[EXERCISE REQUIREMENTS] Go through the records and tally the lines that include the word "outcome". The answer is that total alone.

─── EXERCISE DATA

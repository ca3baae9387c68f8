use actix_web::{error, post, web, Responder, Result};
use std::sync::Arc;

use crate::models::responses::StatusResponse;
use crate::services::sensor_service::{FrameIngest, SensorService};

/// Raw telemetry frame intake
///
/// Accepts the microcontroller bridge's frame bytes as-is. Unrecognized frame
/// types (heartbeats and such) are acknowledged with an `ignored` status so
/// the bridge does not retry them.
#[utoipa::path(
    post,
    path = "/api/stm32",
    request_body(content = Vec<u8>, description = "Raw telemetry frame bytes", content_type = "application/octet-stream"),
    responses(
        (status = 200, description = "Frame applied or acknowledged", body = StatusResponse),
        (status = 400, description = "Corrupted telemetry frame")
    ),
    tag = "Sensors"
)]
#[post("/api/stm32")]
pub async fn receive_stm32_data(
    service: web::Data<Arc<SensorService>>,
    body: web::Bytes,
) -> Result<impl Responder> {
    log::info!("Received frame: {}", String::from_utf8_lossy(&body).trim());

    match service.ingest_frame(&body) {
        Ok(FrameIngest::Applied) => Ok(web::Json(StatusResponse::success())),
        Ok(FrameIngest::Ignored) => {
            log::warn!("Ignoring unrecognized frame");
            Ok(web::Json(StatusResponse::ignored("Unrecognized data format")))
        }
        Err(err) => {
            log::error!("Corrupted frame: {err}");
            Err(error::ErrorBadRequest("Invalid data format"))
        }
    }
}
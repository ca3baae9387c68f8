pub mod sensor_service;
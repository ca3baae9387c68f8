pub mod api;
pub mod sensors;
pub mod stm32;
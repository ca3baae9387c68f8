use sensors::{Decoded, FrameError, SensorStore, Snapshot, StoreError, TelemetryFrame};

/// What a raw frame did to the store.
#[derive(Debug, Clone, Copy, PartialEq, Eq)]
pub enum FrameIngest {
    Applied,
    Ignored,
}

/// Application-level facade over the sensor store, shared by all handlers.
pub struct SensorService {
    store: SensorStore,
}

impl SensorService {
    pub fn new(store: SensorStore) -> Self {
        Self { store }
    }

    pub fn snapshot(&self) -> Snapshot {
        self.store.snapshot()
    }

    pub fn update_channel(
        &self,
        channel: &str,
        patch: &serde_json::Value,
    ) -> Result<(), StoreError> {
        self.store.merge(channel, patch)
    }

    /// Decodes one raw frame and, if it is a telemetry frame, merges it into
    /// the store. Unrecognized frames are acknowledged without side effects.
    pub fn ingest_frame(&self, raw: &[u8]) -> Result<FrameIngest, FrameError> {
        match TelemetryFrame::parse(raw)? {
            Decoded::Frame(frame) => {
                frame.apply_to(&self.store);
                Ok(FrameIngest::Applied)
            }
            Decoded::Unrecognized => Ok(FrameIngest::Ignored),
        }
    }
}

#[cfg(test)]
mod tests {
    use super::*;

    #[test]
    fn telemetry_frame_is_applied() {
        let service = SensorService::new(SensorStore::new());
        let outcome = service
            .ingest_frame(b"<SENSOR_DATA|MPU|0.1|0.2|0.3|1.1|1.2|1.3|BMP|1012.5|24.3|105.2>")
            .unwrap();

        assert_eq!(outcome, FrameIngest::Applied);
        assert_eq!(service.snapshot().barometer.pressure, 1012.5);
    }

    #[test]
    fn heartbeat_is_ignored_without_side_effects() {
        let service = SensorService::new(SensorStore::new());
        let before = service.snapshot();

        let outcome = service.ingest_frame(b"<HEARTBEAT|42>").unwrap();

        assert_eq!(outcome, FrameIngest::Ignored);
        assert_eq!(service.snapshot().barometer, before.barometer);
    }

    #[test]
    fn corrupted_frame_is_an_error() {
        let service = SensorService::new(SensorStore::new());
        assert!(service
            .ingest_frame(b"<SENSOR_DATA|MPU|a|0|0|0|0|0|BMP|0|0>")
            .is_err());
    }
}
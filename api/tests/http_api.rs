use actix_web::{test, web, App};
use api::routes;
use api::services::sensor_service::SensorService;
use sensors::SensorStore;
use serde_json::{json, Value};
use std::sync::Arc;

const FRAME: &[u8] = b"<SENSOR_DATA|MPU|0.1|0.2|0.3|1.1|1.2|1.3|BMP|1012.5|24.3|105.2>";

macro_rules! spawn_app {
    () => {{
        let service = web::Data::new(Arc::new(SensorService::new(SensorStore::new())));
        test::init_service(
            App::new()
                .app_data(service)
                .service(routes::api::root)
                .service(routes::sensors::get_all_sensors)
                .service(routes::sensors::update_channel)
                .service(routes::stm32::receive_stm32_data),
        )
        .await
    }};
}

#[actix_web::test]
async fn root_reports_the_service_is_running() {
    let app = spawn_app!();

    let resp = test::call_service(&app, test::TestRequest::get().uri("/").to_request()).await;
    assert!(resp.status().is_success());

    let body: Value = test::read_body_json(resp).await;
    assert_eq!(body["message"], "Drone Telemetry API is running");
}

#[actix_web::test]
async fn snapshot_lists_all_four_channels_and_a_timestamp() {
    let app = spawn_app!();

    let resp = test::call_service(
        &app,
        test::TestRequest::get().uri("/api/sensors").to_request(),
    )
    .await;
    assert!(resp.status().is_success());

    let body: Value = test::read_body_json(resp).await;
    for channel in ["inertial_unit", "barometer", "gps", "system"] {
        assert!(body["sensors"].get(channel).is_some(), "missing {channel}");
    }
    assert!(body["timestamp"].is_string());
    assert_eq!(body["sensors"]["system"]["status"], "running");
}

#[actix_web::test]
async fn structured_update_is_visible_in_the_next_snapshot() {
    let app = spawn_app!();

    let resp = test::call_service(
        &app,
        test::TestRequest::post()
            .uri("/api/sensors/gps")
            .set_json(json!({"latitude": -34.6, "longitude": -58.4, "satellites": 9, "status": "fix"}))
            .to_request(),
    )
    .await;
    assert!(resp.status().is_success());

    let body: Value = test::read_body_json(resp).await;
    assert_eq!(body["status"], "success");
    assert_eq!(body["message"], "gps data updated");

    let resp = test::call_service(
        &app,
        test::TestRequest::get().uri("/api/sensors").to_request(),
    )
    .await;
    let body: Value = test::read_body_json(resp).await;
    assert_eq!(body["sensors"]["gps"]["latitude"], -34.6);
    assert_eq!(body["sensors"]["gps"]["satellites"], 9);
    assert_eq!(body["sensors"]["gps"]["status"], "fix");
}

#[actix_web::test]
async fn unknown_channel_is_a_404() {
    let app = spawn_app!();

    let resp = test::call_service(
        &app,
        test::TestRequest::post()
            .uri("/api/sensors/thermocouple")
            .set_json(json!({"pressure": 1000.0}))
            .to_request(),
    )
    .await;
    assert_eq!(resp.status(), 404);
}

#[actix_web::test]
async fn invalid_patch_is_a_400_and_leaves_the_channel_untouched() {
    let app = spawn_app!();

    let resp = test::call_service(
        &app,
        test::TestRequest::post()
            .uri("/api/sensors/barometer")
            .set_json(json!({"pressure": 990.0, "presure": 1000.0}))
            .to_request(),
    )
    .await;
    assert_eq!(resp.status(), 400);

    let resp = test::call_service(
        &app,
        test::TestRequest::get().uri("/api/sensors").to_request(),
    )
    .await;
    let body: Value = test::read_body_json(resp).await;
    assert_eq!(body["sensors"]["barometer"]["pressure"], 0.0);
}

#[actix_web::test]
async fn telemetry_frame_round_trips_into_the_snapshot() {
    let app = spawn_app!();

    let resp = test::call_service(
        &app,
        test::TestRequest::post()
            .uri("/api/stm32")
            .set_payload(FRAME)
            .to_request(),
    )
    .await;
    assert!(resp.status().is_success());

    let body: Value = test::read_body_json(resp).await;
    assert_eq!(body["status"], "success");

    let resp = test::call_service(
        &app,
        test::TestRequest::get().uri("/api/sensors").to_request(),
    )
    .await;
    let body: Value = test::read_body_json(resp).await;
    assert_eq!(body["sensors"]["inertial_unit"]["accelerometer"]["x"], 0.1);
    assert_eq!(body["sensors"]["inertial_unit"]["calibrated"], true);
    assert_eq!(body["sensors"]["barometer"]["pressure"], 1012.5);
    assert_eq!(body["sensors"]["barometer"]["altitude"], 105.2);
}

#[actix_web::test]
async fn heartbeat_frame_is_acknowledged_as_ignored() {
    let app = spawn_app!();

    let resp = test::call_service(
        &app,
        test::TestRequest::post()
            .uri("/api/stm32")
            .set_payload(&b"<HEARTBEAT|42>"[..])
            .to_request(),
    )
    .await;
    assert!(resp.status().is_success());

    let body: Value = test::read_body_json(resp).await;
    assert_eq!(body["status"], "ignored");
    assert_eq!(body["message"], "Unrecognized data format");
}

#[actix_web::test]
async fn corrupted_frame_is_a_400() {
    let app = spawn_app!();

    let resp = test::call_service(
        &app,
        test::TestRequest::post()
            .uri("/api/stm32")
            .set_payload(&b"<SENSOR_DATA|MPU|a|0|0|0|0|0|BMP|0|0>"[..])
            .to_request(),
    )
    .await;
    assert_eq!(resp.status(), 400);

    let body = test::read_body(resp).await;
    assert_eq!(&body[..], b"Invalid data format");
}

──────

[TASK RESULT] 4